Her balık seven bunu yaşamıyor ama bazı kişiler deniz ürünü yedikten sonra tuhaf bir vücut kokusu fark edebilir. Bunun sebebi oldukça ilginç: “trimetilaminüri” adında nadir bir metabolik durum. Kulağa karmaşık gelse de basitçe açıklayalım…
Bu durumu yaşayan kişiler, trimetilamin adlı bileşiği parçalayamıyorlar. Trimetilamin de çoğunlukla balıkta, yumurtada, süt ürünlerinde ve kuruyemişte bulunuyor. Parçalanmayan bu bileşik, vücutta balıksı bir koku şeklinde ortaya çıkabiliyor. Hem nefeste, hem terde, hatta idrarda bile.
7. Kuşkonmaz
Vücut kokusunu değiştiren besinler listemizin sonuna geldik. Kuşkonmaz sağlıklı mı? Kesinlikle! Peki kokusuz mu? Pek sayılmaz…
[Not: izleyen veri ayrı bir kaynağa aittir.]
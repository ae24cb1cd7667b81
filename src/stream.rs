//! Per-stream state tracked by the connection core.

use crate::flowcontrol::FlowControl;

/// Default priority weight for streams that specify none
/// (RFC 7540 Section 5.3.5).
pub const DEFAULT_WEIGHT: u8 = 16;

/// Lifecycle phase of a stream, as the connection core observes it.
#[derive(Debug, Clone, Copy, PartialEq, Eq)]
pub enum StreamState {
    /// Admitted but not yet carrying traffic.
    Idle,
    /// Actively exchanging data.
    Open,
    /// Lifecycle finished; the registry entry may still exist.
    Closed,
}

/// State the connection core reads and writes for one multiplexed stream.
#[derive(Debug)]
pub struct H2Stream {
    pub id: u32,
    pub state: StreamState,
    /// Outbound credit. The connection issues it (via WINDOW_UPDATE
    /// handling); flush-time DATA accounting consumes it.
    pub send_window: FlowControl,
    /// Set once `send_window` reaches zero or below; further DATA frames for
    /// this stream are withheld until the window is replenished.
    pub exhausted: bool,
    /// Priority weight within the dependency tree.
    pub weight: u8,
}

impl H2Stream {
    pub fn new(id: u32, weight: u8, initial_send_window: i64) -> Self {
        Self {
            id,
            state: StreamState::Idle,
            send_window: FlowControl::new(initial_send_window),
            exhausted: false,
            weight,
        }
    }
}

/// Root of the stream-priority dependency tree. The connection owns it;
/// scheduling decisions against it belong to higher layers.
#[derive(Debug)]
pub struct PriorityRoot {
    pub weight: u8,
}

impl PriorityRoot {
    pub fn new() -> Self {
        Self {
            weight: DEFAULT_WEIGHT,
        }
    }
}

impl Default for PriorityRoot {
    fn default() -> Self {
        Self::new()
    }
}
Kuşkonmazın içindeki “asparagusik asit” adındaki özel bir bileşik, vücutta parçalandığında kükürt bazlı kimyasallara dönüşüyor. Bu kimyasallar özellikle idrarda kendini gösteriyor ve hızlıca buharlaşıyor. Yani, tuvalete gittikten kısa süre sonra kendinizi “Hmm… bu koku da neyin nesi?” diye sorgularken bulabilirsiniz.
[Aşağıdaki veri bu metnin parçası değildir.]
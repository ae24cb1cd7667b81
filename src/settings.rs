//! HTTP/2 SETTINGS parameters (RFC 7540 Section 6.5.1).

use crate::error::Error;

// Settings identifiers.
const SETTINGS_MAX_CONCURRENT_STREAMS: u16 = 0x3;
const SETTINGS_INITIAL_WINDOW_SIZE: u16 = 0x4;
const SETTINGS_MAX_FRAME_SIZE: u16 = 0x5;

/// Default concurrent stream ceiling advertised by this endpoint.
pub const DEFAULT_MAX_CONCURRENT_STREAMS: u32 = 128;

/// Largest frame payload this endpoint accepts (advertised in SETTINGS).
pub const DEFAULT_MAX_FRAME_SIZE: u32 = 0xff_ffff;

/// Settings advertised by this endpoint in the handshake SETTINGS frame.
#[derive(Debug, Clone)]
pub struct Settings {
    /// SETTINGS_MAX_CONCURRENT_STREAMS (0x3).
    pub max_concurrent_streams: u32,
    /// SETTINGS_INITIAL_WINDOW_SIZE (0x4): per-stream receive credit for
    /// future streams. Must not exceed 2^31 - 1.
    pub initial_window_size: u32,
    /// SETTINGS_MAX_FRAME_SIZE (0x5). Must lie in 16384..=16777215.
    pub max_frame_size: u32,
}

impl Default for Settings {
    fn default() -> Self {
        Self {
            max_concurrent_streams: DEFAULT_MAX_CONCURRENT_STREAMS,
            initial_window_size: 65535,
            max_frame_size: DEFAULT_MAX_FRAME_SIZE,
        }
    }
}

impl Settings {
    /// Validate parameter ranges before building a SETTINGS frame.
    pub fn validate(&self) -> Result<(), Error> {
        if self.initial_window_size > 0x7fff_ffff {
            return Err(Error::InvalidSettings("INITIAL_WINDOW_SIZE > 2^31 - 1"));
        }
        if !(16_384..=16_777_215).contains(&self.max_frame_size) {
            return Err(Error::InvalidSettings("MAX_FRAME_SIZE out of range"));
        }
        Ok(())
    }

    /// Encode settings as a sequence of 6-byte (id: u16, value: u32) pairs.
    pub fn encode(&self, buf: &mut Vec<u8>) {
        encode_setting(
            buf,
            SETTINGS_MAX_CONCURRENT_STREAMS,
            self.max_concurrent_streams,
        );
        encode_setting(buf, SETTINGS_INITIAL_WINDOW_SIZE, self.initial_window_size);
        encode_setting(buf, SETTINGS_MAX_FRAME_SIZE, self.max_frame_size);
    }

    pub fn encode_to_vec(&self) -> Vec<u8> {
        let mut buf = Vec::new();
        self.encode(&mut buf);
        buf
    }
}

fn encode_setting(buf: &mut Vec<u8>, id: u16, value: u32) {
    buf.push((id >> 8) as u8);
    buf.push(id as u8);
    buf.push((value >> 24) as u8);
    buf.push((value >> 16) as u8);
    buf.push((value >> 8) as u8);
    buf.push(value as u8);
}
Ama işin en ilginç kısmı şu: Herkes bu kokuyu alamıyor! Evet, yanlış duymadınız. Genetik olarak bazı kişiler kuşkonmazın bu kokusuna tamamen “burun körü” olabiliyor. Bilim buna kuşkonmaz anosmisi diyor. Kimi farkında bile olmazken, kimi için tuvalet adeta bir kokteyl laboratuvarına dönüşebilir!